I commended a young lady for her beauty and pretty behaviour one day, however, to whom I thought no objection could have been made. “I saw her,” says Dr. Johnson, “take a pair of scissors in her left hand, though; and for all her father is now become a nobleman, and as you say, excessively rich, I should, were I a youth of quality ten years hence, hesitate between a girl so neglected, and a negro.”

It was indeed astonishing how he could remark such minutenesses with a sight so miserably imperfect; but no accidental position of a ribband escaped him, so nice was his observation, and so rigorous his demands of propriety. When I went with him to Lichfield and came downstairs to breakfast at the inn, my dress did not please him, and he made me alter it entirely before he would stir a step with us about the town, saying most satirical things concerning the appearance I made in a riding-habit, and adding, “’Tis very strange that such eyes as yours cannot discern propriety of dress. If I had a sight only half as good, I think I should see to the centre.”
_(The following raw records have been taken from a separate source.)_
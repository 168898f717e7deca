pub mod asset;
pub mod contract;
pub mod history;
pub mod reading;
pub mod recommendation;
pub mod record;
pub mod research;
pub mod validation;
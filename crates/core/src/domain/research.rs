use serde::{Deserialize, Serialize};

/// Phase 2 output (equities path only).
#[derive(Debug, Clone, Default, PartialEq, Serialize, Deserialize)]
pub struct ContextFindings {
    #[serde(default)]
    pub news: Option<Vec<NewsItem>>,
    #[serde(default)]
    pub fundamentals: Option<FundamentalMetrics>,
    #[serde(default)]
    pub catalysts: Option<Vec<String>>,
    #[serde(default)]
    pub sector_outlook: Option<String>,
    #[serde(default)]
    pub market_sentiment: Option<MarketSentiment>,
}

#[derive(Debug, Clone, Default, PartialEq, Serialize, Deserialize)]
pub struct NewsItem {
    #[serde(default)]
    pub headline: Option<String>,
    #[serde(default)]
    pub summary: Option<String>,
    #[serde(default)]
    pub sentiment: Option<NewsSentiment>,
    #[serde(default)]
    pub impact_score: Option<f64>,
    #[serde(default)]
    pub source: Option<String>,
    #[serde(default)]
    pub date: Option<String>,
}

#[derive(Debug, Clone, Default, PartialEq, Serialize, Deserialize)]
pub struct FundamentalMetrics {
    #[serde(default)]
    pub pe_ratio: Option<f64>,
    #[serde(default)]
    pub pbv_ratio: Option<f64>,
    #[serde(default)]
    pub dividend_yield: Option<f64>,
    #[serde(default)]
    pub market_cap: Option<String>,
    #[serde(default)]
    pub revenue_growth: Option<String>,
    #[serde(default)]
    pub profit_margin: Option<String>,
    #[serde(default)]
    pub debt_to_equity: Option<f64>,
}

#[derive(Debug, Clone, Copy, Default, PartialEq, Eq, Serialize, Deserialize)]
#[serde(rename_all = "snake_case")]
pub enum NewsSentiment {
    Positive,
    Negative,
    #[default]
    Neutral,
}

#[derive(Debug, Clone, Copy, Default, PartialEq, Eq, Serialize, Deserialize)]
#[serde(rename_all = "snake_case")]
pub enum MarketSentiment {
    VeryPositive,
    Positive,
    #[default]
    Neutral,
    Negative,
    VeryNegative,
}

#[cfg(test)]
mod tests {
    use super::*;
    use serde_json::json;

    #[test]
    fn decodes_news_with_partial_items() {
        let findings: ContextFindings = serde_json::from_value(json!({
            "news": [
                {"headline": "Q3 earnings beat", "sentiment": "positive", "impact_score": 8},
                {"summary": "no headline here"},
            ],
            "market_sentiment": "very_positive",
        }))
        .unwrap();
        let news = findings.news.unwrap();
        assert_eq!(news.len(), 2);
        assert_eq!(news[0].sentiment, Some(NewsSentiment::Positive));
        assert_eq!(news[0].impact_score, Some(8.0));
        assert_eq!(news[1].headline, None);
        assert_eq!(findings.market_sentiment, Some(MarketSentiment::VeryPositive));
    }
}
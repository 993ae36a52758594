//! AR session plumbing: platform interface, session lifecycle, and the
//! per-frame hit-test pipeline.
//!
//! ## Per-frame order
//!
//! ```text
//! pump_xr_events          platform queue -> SelectEvent / teardown
//!   handle_start_session  StartSessionEvent -> deferred session request
//!     poll_session_request
//!       begin_xr_frame    frame driver: snapshot or None (preview)
//!         update_hit_test lazy source negotiation + surface query
//! ```
//!
//! Placement and the reticle mirror run after `update_hit_test`, so what
//! is drawn and what a select commits always reflect this frame's query.

/// Frame driver and hit-test pipeline writing the reticle state.
pub mod hit_test;

/// Platform AR interface: deferred negotiation, frames, events.
pub mod runtime;

/// Session lifecycle state machine and session-scoped context.
pub mod session;

/// Deterministic backend for desktop preview and tests.
pub mod simulated;

use bevy::prelude::*;

use crate::engine::scene::reticle::ReticleState;
use hit_test::{ActiveXrFrame, begin_xr_frame, update_hit_test};
use session::{
    SelectEvent, SessionState, StartSessionEvent, XrSessionContext, handle_start_session,
    poll_session_request, pump_xr_events,
};

// Registers the session state machine, frame driver, and hit-test pipeline.
// Expects an `XrRuntime` resource to be inserted by the host.
pub struct XrPlugin;

impl Plugin for XrPlugin {
    fn build(&self, app: &mut App) {
        app.init_state::<SessionState>()
            .init_resource::<XrSessionContext>()
            .init_resource::<ActiveXrFrame>()
            .init_resource::<ReticleState>()
            .add_event::<StartSessionEvent>()
            .add_event::<SelectEvent>()
            .add_systems(
                Update,
                (
                    pump_xr_events,
                    handle_start_session,
                    poll_session_request,
                    begin_xr_frame,
                    update_hit_test,
                )
                    .chain(),
            );
    }
}
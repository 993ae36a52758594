use bevy::math::primitives::Annulus;
use bevy::prelude::*;

use constants::reticle::{RETICLE_INNER_RADIUS, RETICLE_OUTER_RADIUS, RETICLE_SEGMENTS};

/// Pose and visibility of the surface marker, written once per frame by the
/// hit-test pipeline.
///
/// `pose` is only meaningful while `visible` is true; readers must treat it
/// as stale otherwise.
#[derive(Resource, Default)]
pub struct ReticleState {
    pub pose: Mat4,
    pub visible: bool,
}

#[derive(Component)]
pub struct Reticle;

// Flat ring marker, rotated into the XZ plane so it lies on surfaces.
pub fn spawn_reticle(
    commands: &mut Commands,
    meshes: &mut ResMut<Assets<Mesh>>,
    materials: &mut ResMut<Assets<StandardMaterial>>,
) {
    let ring = Mesh::from(
        Annulus::new(RETICLE_INNER_RADIUS, RETICLE_OUTER_RADIUS)
            .mesh()
            .resolution(RETICLE_SEGMENTS),
    )
    .rotated_by(Quat::from_rotation_x(-std::f32::consts::FRAC_PI_2));

    commands.spawn((
        Mesh3d(meshes.add(ring)),
        MeshMaterial3d(materials.add(StandardMaterial {
            base_color: Color::WHITE,
            unlit: true,
            ..default()
        })),
        Transform::IDENTITY,
        Visibility::Hidden,
        Reticle,
        Name::new("reticle"),
    ));
}

// Mirror the authoritative state onto the rendered marker.
pub fn sync_reticle(
    reticle: Res<ReticleState>,
    mut query: Query<(&mut Transform, &mut Visibility), With<Reticle>>,
) {
    for (mut transform, mut visibility) in &mut query {
        if reticle.visible {
            *transform = Transform::from_matrix(reticle.pose);
            *visibility = Visibility::Visible;
        } else {
            *visibility = Visibility::Hidden;
        }
    }
}
/// Flat ring marker dimensions, metres.
pub const RETICLE_INNER_RADIUS: f32 = 0.15;
pub const RETICLE_OUTER_RADIUS: f32 = 0.2;
pub const RETICLE_SEGMENTS: u32 = 32;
My compliances, however, were of little worth. What really surprised me was the victory he gained over a lady little accustomed to contradiction, who had dressed herself for church at Streatham one Sunday morning in a manner he did not approve, and to whom he said such sharp and pungent things concerning her hat, her gown, etc., that she hastened to change them, and returning quite another figure received his applause, and thanked him for his reproofs, much to the amazement of her husband, who could scarcely believe his own ears.